> **Exercise directions**: Copy every line of the data that contains the string "PartialEq".

> **Stored data**:

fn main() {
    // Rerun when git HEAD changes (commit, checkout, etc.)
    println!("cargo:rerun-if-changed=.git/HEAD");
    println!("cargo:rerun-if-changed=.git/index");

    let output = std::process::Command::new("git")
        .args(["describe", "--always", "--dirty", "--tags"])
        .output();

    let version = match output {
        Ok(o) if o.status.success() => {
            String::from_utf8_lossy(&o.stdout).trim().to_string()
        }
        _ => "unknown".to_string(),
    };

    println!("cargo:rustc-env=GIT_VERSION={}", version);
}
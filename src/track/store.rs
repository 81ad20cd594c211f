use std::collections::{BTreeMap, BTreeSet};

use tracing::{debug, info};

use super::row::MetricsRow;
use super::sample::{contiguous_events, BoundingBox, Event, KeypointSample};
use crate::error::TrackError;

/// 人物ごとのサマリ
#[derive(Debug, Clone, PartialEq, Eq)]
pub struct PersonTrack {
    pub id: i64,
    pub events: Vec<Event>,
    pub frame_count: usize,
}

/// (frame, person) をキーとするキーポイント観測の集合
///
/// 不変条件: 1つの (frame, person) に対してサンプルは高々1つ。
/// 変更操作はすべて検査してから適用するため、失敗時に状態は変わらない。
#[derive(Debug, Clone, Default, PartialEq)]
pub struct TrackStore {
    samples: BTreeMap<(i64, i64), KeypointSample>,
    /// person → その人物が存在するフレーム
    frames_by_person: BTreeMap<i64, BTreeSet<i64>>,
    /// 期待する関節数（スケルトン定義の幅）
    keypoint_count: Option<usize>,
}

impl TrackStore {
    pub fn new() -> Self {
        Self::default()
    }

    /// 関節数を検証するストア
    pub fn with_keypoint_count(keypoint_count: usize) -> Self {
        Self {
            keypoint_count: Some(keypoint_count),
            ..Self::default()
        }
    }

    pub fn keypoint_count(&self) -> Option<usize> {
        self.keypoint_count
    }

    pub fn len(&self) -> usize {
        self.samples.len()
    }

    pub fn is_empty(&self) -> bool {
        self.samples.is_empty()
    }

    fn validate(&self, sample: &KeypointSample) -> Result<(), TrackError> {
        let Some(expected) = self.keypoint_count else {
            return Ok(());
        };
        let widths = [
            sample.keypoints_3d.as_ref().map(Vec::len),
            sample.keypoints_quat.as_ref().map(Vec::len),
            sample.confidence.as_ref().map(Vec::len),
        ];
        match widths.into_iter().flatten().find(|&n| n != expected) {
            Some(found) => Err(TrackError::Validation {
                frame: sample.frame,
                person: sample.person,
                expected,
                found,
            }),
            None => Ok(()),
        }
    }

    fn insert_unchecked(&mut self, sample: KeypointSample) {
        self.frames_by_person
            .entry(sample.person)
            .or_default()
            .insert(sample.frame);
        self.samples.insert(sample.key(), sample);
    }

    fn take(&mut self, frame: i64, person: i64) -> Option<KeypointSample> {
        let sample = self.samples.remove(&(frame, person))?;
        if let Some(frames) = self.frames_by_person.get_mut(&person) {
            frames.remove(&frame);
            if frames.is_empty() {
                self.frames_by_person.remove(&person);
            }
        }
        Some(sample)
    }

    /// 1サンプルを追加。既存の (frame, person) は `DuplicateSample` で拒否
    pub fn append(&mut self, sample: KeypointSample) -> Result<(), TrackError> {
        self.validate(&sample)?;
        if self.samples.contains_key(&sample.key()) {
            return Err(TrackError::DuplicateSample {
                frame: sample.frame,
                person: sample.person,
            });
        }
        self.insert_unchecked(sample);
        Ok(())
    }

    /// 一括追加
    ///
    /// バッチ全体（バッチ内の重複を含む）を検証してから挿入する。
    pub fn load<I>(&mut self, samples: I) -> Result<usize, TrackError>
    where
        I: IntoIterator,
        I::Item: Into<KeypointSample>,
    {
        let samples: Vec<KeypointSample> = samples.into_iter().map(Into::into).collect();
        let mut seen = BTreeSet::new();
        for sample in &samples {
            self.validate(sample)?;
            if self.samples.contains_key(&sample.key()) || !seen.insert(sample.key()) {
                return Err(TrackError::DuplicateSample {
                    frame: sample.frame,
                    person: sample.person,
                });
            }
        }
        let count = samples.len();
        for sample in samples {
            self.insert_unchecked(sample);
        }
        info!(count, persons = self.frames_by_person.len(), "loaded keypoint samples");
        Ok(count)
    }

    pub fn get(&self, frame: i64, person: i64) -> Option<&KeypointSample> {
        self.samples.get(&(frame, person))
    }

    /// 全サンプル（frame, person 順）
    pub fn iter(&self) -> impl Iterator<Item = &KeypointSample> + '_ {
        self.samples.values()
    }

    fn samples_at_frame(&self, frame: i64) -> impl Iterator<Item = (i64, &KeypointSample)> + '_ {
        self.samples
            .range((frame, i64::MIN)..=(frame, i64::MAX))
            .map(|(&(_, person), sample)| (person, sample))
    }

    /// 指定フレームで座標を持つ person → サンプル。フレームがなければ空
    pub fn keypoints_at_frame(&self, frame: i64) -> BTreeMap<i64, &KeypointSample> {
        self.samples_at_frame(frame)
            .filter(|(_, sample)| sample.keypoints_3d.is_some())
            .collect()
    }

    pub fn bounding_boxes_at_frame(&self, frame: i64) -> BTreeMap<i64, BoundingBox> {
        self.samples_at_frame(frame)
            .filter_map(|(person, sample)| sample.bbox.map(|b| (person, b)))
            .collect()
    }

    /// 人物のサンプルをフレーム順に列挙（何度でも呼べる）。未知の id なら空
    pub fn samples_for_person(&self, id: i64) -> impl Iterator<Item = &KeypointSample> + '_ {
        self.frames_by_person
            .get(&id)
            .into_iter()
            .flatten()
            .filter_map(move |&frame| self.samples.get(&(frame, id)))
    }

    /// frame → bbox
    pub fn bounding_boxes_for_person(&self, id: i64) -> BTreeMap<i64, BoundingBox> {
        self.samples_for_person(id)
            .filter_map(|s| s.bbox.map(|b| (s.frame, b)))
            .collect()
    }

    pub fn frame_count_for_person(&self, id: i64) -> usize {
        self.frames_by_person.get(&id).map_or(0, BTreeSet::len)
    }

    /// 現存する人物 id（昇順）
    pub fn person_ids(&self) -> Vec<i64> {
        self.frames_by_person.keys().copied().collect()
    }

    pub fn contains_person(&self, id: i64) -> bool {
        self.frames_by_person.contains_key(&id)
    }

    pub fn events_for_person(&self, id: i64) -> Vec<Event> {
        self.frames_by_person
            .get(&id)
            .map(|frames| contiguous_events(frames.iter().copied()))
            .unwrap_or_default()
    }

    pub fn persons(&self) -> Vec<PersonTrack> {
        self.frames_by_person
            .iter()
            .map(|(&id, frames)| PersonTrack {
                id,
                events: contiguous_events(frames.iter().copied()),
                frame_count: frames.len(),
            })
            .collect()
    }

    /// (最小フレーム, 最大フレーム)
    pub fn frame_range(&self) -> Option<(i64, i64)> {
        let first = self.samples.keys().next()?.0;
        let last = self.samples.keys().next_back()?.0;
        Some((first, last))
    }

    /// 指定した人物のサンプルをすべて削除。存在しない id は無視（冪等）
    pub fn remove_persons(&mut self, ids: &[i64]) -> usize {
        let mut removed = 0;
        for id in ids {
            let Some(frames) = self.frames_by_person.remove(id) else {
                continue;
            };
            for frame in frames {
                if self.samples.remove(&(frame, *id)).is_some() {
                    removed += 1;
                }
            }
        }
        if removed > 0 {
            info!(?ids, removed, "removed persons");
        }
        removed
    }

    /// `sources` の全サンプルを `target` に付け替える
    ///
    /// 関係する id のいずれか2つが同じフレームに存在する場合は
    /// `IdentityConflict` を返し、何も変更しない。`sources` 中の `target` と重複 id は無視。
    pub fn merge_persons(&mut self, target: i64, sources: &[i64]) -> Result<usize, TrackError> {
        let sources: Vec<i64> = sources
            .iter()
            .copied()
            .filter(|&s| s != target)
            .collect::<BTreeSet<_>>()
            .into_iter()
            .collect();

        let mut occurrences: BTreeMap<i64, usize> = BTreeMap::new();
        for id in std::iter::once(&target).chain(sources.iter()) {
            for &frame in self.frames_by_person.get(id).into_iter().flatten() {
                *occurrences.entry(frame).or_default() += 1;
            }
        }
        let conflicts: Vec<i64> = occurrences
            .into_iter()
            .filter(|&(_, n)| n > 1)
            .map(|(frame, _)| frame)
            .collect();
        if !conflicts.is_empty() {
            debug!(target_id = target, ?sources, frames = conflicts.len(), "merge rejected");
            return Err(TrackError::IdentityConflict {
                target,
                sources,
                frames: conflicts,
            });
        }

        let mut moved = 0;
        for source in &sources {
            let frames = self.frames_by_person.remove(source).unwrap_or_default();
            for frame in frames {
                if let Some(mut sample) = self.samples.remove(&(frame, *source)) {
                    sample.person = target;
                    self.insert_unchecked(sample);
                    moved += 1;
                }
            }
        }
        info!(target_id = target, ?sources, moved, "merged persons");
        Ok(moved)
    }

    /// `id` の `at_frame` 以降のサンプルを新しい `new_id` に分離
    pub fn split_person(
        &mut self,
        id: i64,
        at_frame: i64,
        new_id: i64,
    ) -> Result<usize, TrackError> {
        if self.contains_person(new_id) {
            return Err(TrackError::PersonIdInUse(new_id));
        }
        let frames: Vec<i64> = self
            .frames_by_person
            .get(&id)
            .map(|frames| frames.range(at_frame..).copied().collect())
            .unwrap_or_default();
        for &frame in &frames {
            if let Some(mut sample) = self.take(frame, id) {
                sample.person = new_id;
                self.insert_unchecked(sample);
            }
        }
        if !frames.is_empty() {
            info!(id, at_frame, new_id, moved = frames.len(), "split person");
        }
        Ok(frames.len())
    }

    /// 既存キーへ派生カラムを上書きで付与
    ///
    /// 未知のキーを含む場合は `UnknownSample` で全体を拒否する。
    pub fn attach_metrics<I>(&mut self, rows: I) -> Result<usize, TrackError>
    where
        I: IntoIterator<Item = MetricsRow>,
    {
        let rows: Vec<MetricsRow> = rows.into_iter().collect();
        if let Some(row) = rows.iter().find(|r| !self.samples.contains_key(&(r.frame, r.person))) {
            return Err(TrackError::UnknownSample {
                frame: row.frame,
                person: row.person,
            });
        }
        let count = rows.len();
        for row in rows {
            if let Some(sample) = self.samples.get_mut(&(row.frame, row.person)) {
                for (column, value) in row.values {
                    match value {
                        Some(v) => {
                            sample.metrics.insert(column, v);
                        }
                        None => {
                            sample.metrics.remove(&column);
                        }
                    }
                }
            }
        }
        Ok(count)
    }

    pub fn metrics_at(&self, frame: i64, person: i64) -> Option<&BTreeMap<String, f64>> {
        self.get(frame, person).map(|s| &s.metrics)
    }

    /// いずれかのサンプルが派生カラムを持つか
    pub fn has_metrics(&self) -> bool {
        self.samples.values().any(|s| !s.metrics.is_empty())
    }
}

> **Reply**:
#[derive(Debug, Clone, PartialEq, Eq)]
#[derive(Debug, Clone, Default, PartialEq)]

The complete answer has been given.